### What the exercise asks
Copy, word for word, each line of the data below from the first through the line containing "fn rejects_bad_accel(#[case] cfg: AccelCfg, #[case]", and stop there.

START Records provided

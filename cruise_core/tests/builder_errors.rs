use cruise_core::error::BuildError;
use cruise_core::{AccelCfg, ChimeCfg, CruiseController, FollowCfg, SetSpeedCfg};
use rstest::rstest;

fn expect_invalid(result: cruise_core::Result<CruiseController>) -> &'static str {
    let err = result.expect_err("should fail validation");
    match err.downcast_ref::<BuildError>() {
        Some(BuildError::InvalidConfig(msg)) => *msg,
        other => panic!("expected InvalidConfig, got: {other:?}"),
    }
}

#[rstest]
#[case::min_zero(SetSpeedCfg { min_mph: 0.0, ..SetSpeedCfg::default() }, "min set speed must be > 0")]
#[case::inverted(SetSpeedCfg { min_mph: 50.0, max_mph: 40.0, ..SetSpeedCfg::default() }, "max set speed must be >= min set speed")]
#[case::nan(SetSpeedCfg { max_mph: f32::NAN, ..SetSpeedCfg::default() }, "set speed bounds must be finite")]
#[case::long_press(SetSpeedCfg { long_press_ticks: 0, ..SetSpeedCfg::default() }, "long_press_ticks must be >= 1")]
#[case::step(SetSpeedCfg { long_step_mph: 0, ..SetSpeedCfg::default() }, "press steps must be >= 1 mph")]
fn rejects_bad_set_speed(#[case] cfg: SetSpeedCfg, #[case] msg: &str) {
    let got = expect_invalid(CruiseController::builder().with_set_speed(cfg).build());
    assert_eq!(got, msg);
}

#[rstest]
#[case::inverted(AccelCfg { min: 1.0, max: -1.0, ..AccelCfg::default() }, "accel min must be <= accel max")]
#[case::gap(AccelCfg { hyst_gap: -0.1, ..AccelCfg::default() }, "hysteresis gap must be finite and >= 0")]
#[case::inf(AccelCfg { max: f32::INFINITY, ..AccelCfg::default() }, "accel limits must be finite")]
fn rejects_bad_accel(#[case] cfg: AccelCfg, #[case] msg: &str) {
    let got = expect_invalid(CruiseController::builder().with_accel(cfg).build());
    assert_eq!(got, msg);
}

#[test]
fn rejects_silent_chime() {
    let got = expect_invalid(
        CruiseController::builder()
            .with_chime(ChimeCfg {
                chime_ticks: 0,
                gap_ticks: 5,
            })
            .build(),
    );
    assert_eq!(got, "chime_ticks must be >= 1");
}

#[rstest]
#[case(0)]
#[case(5)]
fn rejects_follow_out_of_range(#[case] initial: u8) {
    let got = expect_invalid(
        CruiseController::builder()
            .with_follow(FollowCfg { initial })
            .build(),
    );
    assert_eq!(got, "initial follow distance must be in [1, 4]");
}

#[test]
fn rejects_zero_tick_rate() {
    let got = expect_invalid(CruiseController::builder().with_tick_rate_hz(0).build());
    assert_eq!(got, "tick_rate_hz must be > 0");
}

#[test]
fn out_of_range_smoothing_factor_is_accepted() {
    let ctl = CruiseController::builder()
        .with_accel(AccelCfg {
            smoothing_factor: 1.5,
            ..AccelCfg::default()
        })
        .build();
    assert!(ctl.is_ok());
}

END Records provided

### Output for this exercise
filename cruise_core/tests/builder_errors.rs
use cruise_core::error::BuildError;
use cruise_core::{AccelCfg, ChimeCfg, CruiseController, FollowCfg, SetSpeedCfg};
use rstest::rstest;

fn expect_invalid(result: cruise_core::Result<CruiseController>) -> &'static str {
    let err = result.expect_err("should fail validation");
    match err.downcast_ref::<BuildError>() {
        Some(BuildError::InvalidConfig(msg)) => *msg,
        other => panic!("expected InvalidConfig, got: {other:?}"),
    }
}

#[rstest]
#[case::min_zero(SetSpeedCfg { min_mph: 0.0, ..SetSpeedCfg::default() }, "min set speed must be > 0")]
#[case::inverted(SetSpeedCfg { min_mph: 50.0, max_mph: 40.0, ..SetSpeedCfg::default() }, "max set speed must be >= min set speed")]
#[case::nan(SetSpeedCfg { max_mph: f32::NAN, ..SetSpeedCfg::default() }, "set speed bounds must be finite")]
#[case::long_press(SetSpeedCfg { long_press_ticks: 0, ..SetSpeedCfg::default() }, "long_press_ticks must be >= 1")]
#[case::step(SetSpeedCfg { long_step_mph: 0, ..SetSpeedCfg::default() }, "press steps must be >= 1 mph")]
fn rejects_bad_set_speed(#[case] cfg: SetSpeedCfg, #[case] msg: &str) {
    let got = expect_invalid(CruiseController::builder().with_set_speed(cfg).build());
    assert_eq!(got, msg);
}

#[rstest]
#[case::inverted(AccelCfg { min: 1.0, max: -1.0, ..AccelCfg::default() }, "accel min must be <= accel max")]
#[case::gap(AccelCfg { hyst_gap: -0.1, ..AccelCfg::default() }, "hysteresis gap must be finite and >= 0")]
#[case::inf(AccelCfg { max: f32::INFINITY, ..AccelCfg::default() }, "accel limits must be finite")]
fn rejects_bad_accel(#[case] cfg: AccelCfg, #[case] msg: &str) {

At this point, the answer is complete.